Patient Safety and Doctors' Fear--Improving Systems to Reduce Medical Error

The very people who take an oath to do no harm may be undermining patient safety systems, despite hospitals' focus on reducing medical errors. In the last decade, hospitals have ramped up patient safety systems by promoting protocols, checklists, and procedures to prevent medical errors. Hospitals have also pushed to increase transparency and disclosure of medical errors. However, studies are showing that doctors are not reporting incidents of medical negligence as often as they should. Some experts point to doctors' fear that an incident report with their name on it could damage their career permanently.

The Joint Commission Journal on Quality and Patient Safety reported last month that most medical residents have never filed an incident report. This is despite the fact that many residents are in fact reponsible for personal injuries or wrongful death of patients during their training. Additionally, young doctors are entering practice without being educated in patient safety, according to a report issued by experts working with the Lucian Leape Institute at the National Patient Safety Foundation. Dr. Lucian Leape, chairman of the report's committee, blames the culture of medical education for the lack of attention to patient safety. Dr. Leape believes the hierarchy, humiliation, and stress of medical education does not allow doctors' the time, sense of community, or support to disclose errors.

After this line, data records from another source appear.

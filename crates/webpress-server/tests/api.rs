//! Router-level tests. The rejection paths run against the production
//! store (the Mongo client connects lazily, so building the app against an
//! unused connection string is safe as long as no handler reaches it);
//! the success and listing paths run against an in-memory recorder.

use std::io::Cursor;
use std::sync::{Arc, Mutex};

use axum::body::Body;
use axum::http::{header, Request, StatusCode};
use axum::Router;
use http_body_util::BodyExt;
use tower::util::ServiceExt;

use webpress_server::models::{CompressionRecord, RecordFactory};
use webpress_server::routes::app;
use webpress_server::store::{StatsRecorder, StatsStore, StoreError};
use webpress_server::{AppState, Config};

const BOUNDARY: &str = "test-boundary-7MA4YWxkTrZu0gW";

fn test_config() -> Config {
    Config {
        mongo_url: "mongodb://localhost:27017".to_string(),
        db_name: "webpress_test".to_string(),
        cors_origins: Vec::new(),
        bind_addr: "127.0.0.1:0".parse().unwrap(),
    }
}

async fn mongo_app() -> Router {
    let config = test_config();
    let store = StatsStore::connect(&config).await.unwrap();
    app(Arc::new(AppState { store }), &config)
}

/// In-memory stand-in for the Mongo store, with the same append-and-read
/// contract.
#[derive(Default)]
struct MemoryStore {
    records: Mutex<Vec<CompressionRecord>>,
}

impl StatsRecorder for MemoryStore {
    async fn record(
        &self,
        original_filename: &str,
        original_size: u64,
        compressed_size: u64,
        original_format: &str,
    ) -> Result<CompressionRecord, StoreError> {
        let record = RecordFactory::default().compression_record(
            original_filename,
            original_size,
            compressed_size,
            original_format,
        );
        self.records.lock().unwrap().push(record.clone());
        Ok(record)
    }

    async fn list(&self, limit: i64) -> Result<Vec<CompressionRecord>, StoreError> {
        let mut records = self.records.lock().unwrap().clone();
        records.sort_by(|a, b| b.timestamp.cmp(&a.timestamp));
        records.truncate(limit as usize);
        Ok(records)
    }
}

fn memory_app(store: MemoryStore) -> Router {
    app(Arc::new(AppState { store }), &test_config())
}

fn multipart_upload(filename: &str, content: &[u8]) -> Request<Body> {
    multipart_request("file", filename, content)
}

fn multipart_request(field_name: &str, filename: &str, content: &[u8]) -> Request<Body> {
    let mut body = Vec::new();
    body.extend_from_slice(
        format!(
            "--{BOUNDARY}\r\n\
             Content-Disposition: form-data; name=\"{field_name}\"; filename=\"{filename}\"\r\n\
             Content-Type: application/octet-stream\r\n\r\n"
        )
        .as_bytes(),
    );
    body.extend_from_slice(content);
    body.extend_from_slice(format!("\r\n--{BOUNDARY}--\r\n").as_bytes());

    Request::builder()
        .method("POST")
        .uri("/api/compress")
        .header(
            header::CONTENT_TYPE,
            format!("multipart/form-data; boundary={BOUNDARY}"),
        )
        .body(Body::from(body))
        .unwrap()
}

/// A 100x100 gradient, stored uncompressed, so the WebP output is
/// guaranteed to be smaller.
fn bmp_photo() -> Vec<u8> {
    let img = image::RgbImage::from_fn(100, 100, |x, y| {
        image::Rgb([(x * 2) as u8, (y * 2) as u8, ((x + y) / 2) as u8])
    });
    let mut buf = Cursor::new(Vec::new());
    image::DynamicImage::ImageRgb8(img)
        .write_to(&mut buf, image::ImageFormat::Bmp)
        .unwrap();
    buf.into_inner()
}

async fn body_json(response: axum::response::Response) -> serde_json::Value {
    let bytes = response.into_body().collect().await.unwrap().to_bytes();
    serde_json::from_slice(&bytes).unwrap()
}

#[tokio::test]
async fn root_returns_banner() {
    let app = mongo_app().await;
    let request = Request::builder().uri("/api/").body(Body::empty()).unwrap();

    let response = app.oneshot(request).await.unwrap();
    assert_eq!(response.status(), StatusCode::OK);

    let json = body_json(response).await;
    assert_eq!(json["message"], "Image Compression API");
}

#[tokio::test]
async fn compress_returns_webp_attachment_with_size_headers() {
    let app = memory_app(MemoryStore::default());
    let bmp = bmp_photo();
    let original_size = bmp.len();

    let response = app
        .oneshot(multipart_upload("photo.bmp", &bmp))
        .await
        .unwrap();
    assert_eq!(response.status(), StatusCode::OK);

    let header = |name: &str| {
        response
            .headers()
            .get(name)
            .unwrap()
            .to_str()
            .unwrap()
            .to_string()
    };
    assert_eq!(header("content-type"), "image/webp");
    assert_eq!(
        header("content-disposition"),
        "attachment; filename=\"photo.webp\""
    );
    assert_eq!(header("x-original-size"), original_size.to_string());
    assert_eq!(header("x-original-format"), "BMP");

    let compressed_size: usize = header("x-compressed-size").parse().unwrap();
    assert!(compressed_size < original_size);

    let ratio: f64 = header("x-compression-ratio").parse().unwrap();
    assert!(ratio > 0.0 && ratio <= 100.0);
    // One guaranteed decimal place, even for integral ratios.
    assert!(header("x-compression-ratio").contains('.'));

    let body = response.into_body().collect().await.unwrap().to_bytes();
    assert_eq!(body.len(), compressed_size);
    assert_eq!(&body[0..4], b"RIFF");
    assert_eq!(&body[8..12], b"WEBP");
}

#[tokio::test]
async fn compress_then_stats_lists_new_record_first() {
    let app = memory_app(MemoryStore::default());
    let bmp = bmp_photo();

    for filename in ["first.bmp", "second.bmp"] {
        let response = app
            .clone()
            .oneshot(multipart_upload(filename, &bmp))
            .await
            .unwrap();
        assert_eq!(response.status(), StatusCode::OK);
    }

    let request = Request::builder()
        .uri("/api/stats")
        .body(Body::empty())
        .unwrap();
    let response = app.oneshot(request).await.unwrap();
    assert_eq!(response.status(), StatusCode::OK);

    let json = body_json(response).await;
    let records = json.as_array().unwrap();
    assert_eq!(records.len(), 2);
    assert_eq!(records[0]["original_filename"], "second.bmp");
    assert_eq!(records[1]["original_filename"], "first.bmp");
    assert_eq!(records[0]["original_size"], bmp.len() as u64);
    assert_eq!(records[0]["original_format"], "BMP");
}

#[tokio::test]
async fn stats_listing_is_capped_at_one_hundred() {
    let store = MemoryStore::default();
    for i in 0..150 {
        store
            .record(&format!("img-{i}.png"), 100, 50, "PNG")
            .await
            .unwrap();
    }
    let app = memory_app(store);

    let request = Request::builder()
        .uri("/api/stats")
        .body(Body::empty())
        .unwrap();
    let response = app.oneshot(request).await.unwrap();
    assert_eq!(response.status(), StatusCode::OK);

    let json = body_json(response).await;
    assert_eq!(json.as_array().unwrap().len(), 100);
}

#[tokio::test]
async fn compress_rejects_non_image_upload() {
    let app = mongo_app().await;
    let request = multipart_upload("notes.txt", b"plain text is not an image");

    let response = app.oneshot(request).await.unwrap();
    assert_eq!(response.status(), StatusCode::BAD_REQUEST);

    let json = body_json(response).await;
    let detail = json["detail"].as_str().unwrap();
    assert!(detail.starts_with("Error processing image:"), "{detail}");
}

#[tokio::test]
async fn failed_compress_writes_no_stats_record() {
    let app = memory_app(MemoryStore::default());
    let request = multipart_upload("notes.txt", b"plain text is not an image");

    let response = app.clone().oneshot(request).await.unwrap();
    assert_eq!(response.status(), StatusCode::BAD_REQUEST);

    let request = Request::builder()
        .uri("/api/stats")
        .body(Body::empty())
        .unwrap();
    let response = app.oneshot(request).await.unwrap();
    let json = body_json(response).await;
    assert!(json.as_array().unwrap().is_empty());
}

#[tokio::test]
async fn compress_rejects_empty_upload() {
    let app = mongo_app().await;
    let request = multipart_upload("empty.png", b"");

    let response = app.oneshot(request).await.unwrap();
    assert_eq!(response.status(), StatusCode::BAD_REQUEST);

    let json = body_json(response).await;
    let detail = json["detail"].as_str().unwrap();
    assert!(detail.contains("empty upload"), "{detail}");
}

#[tokio::test]
async fn compress_ignores_fields_other_than_file() {
    let app = mongo_app().await;
    let request = multipart_request("attachment", "photo.bmp", &bmp_photo());

    let response = app.oneshot(request).await.unwrap();
    assert_eq!(response.status(), StatusCode::BAD_REQUEST);

    let json = body_json(response).await;
    let detail = json["detail"].as_str().unwrap();
    assert!(detail.contains("missing file field"), "{detail}");
}

#[tokio::test]
async fn compress_rejects_missing_file_field() {
    let app = mongo_app().await;
    let body = format!("--{BOUNDARY}--\r\n");
    let request = Request::builder()
        .method("POST")
        .uri("/api/compress")
        .header(
            header::CONTENT_TYPE,
            format!("multipart/form-data; boundary={BOUNDARY}"),
        )
        .body(Body::from(body))
        .unwrap();

    let response = app.oneshot(request).await.unwrap();
    assert_eq!(response.status(), StatusCode::BAD_REQUEST);
}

After historically ignoring patient safety, some medical schools and clinical training programs have introduced the subject into their curriculum. Not all institutions have succeeded, having difficulty securing financial support or experienced physician-teachers with training in patient safety. However, those institutions that have successfully implemented training programs have benefitted. The University of Illinois at Chicago College of Medicine instituted an extensive patient safety education program six years ago. Graduates of the school have gone on to be leaders in the field of patient safety. More recently, patient safety training was integrated into the residency program. Residents now submit over 100 incident reports- up from zero.

For more information on patient safety, see the National Patient Safety Foundation report. Also, see the New York Times article Learning to Keep Patients Safe in a Culture of Fear.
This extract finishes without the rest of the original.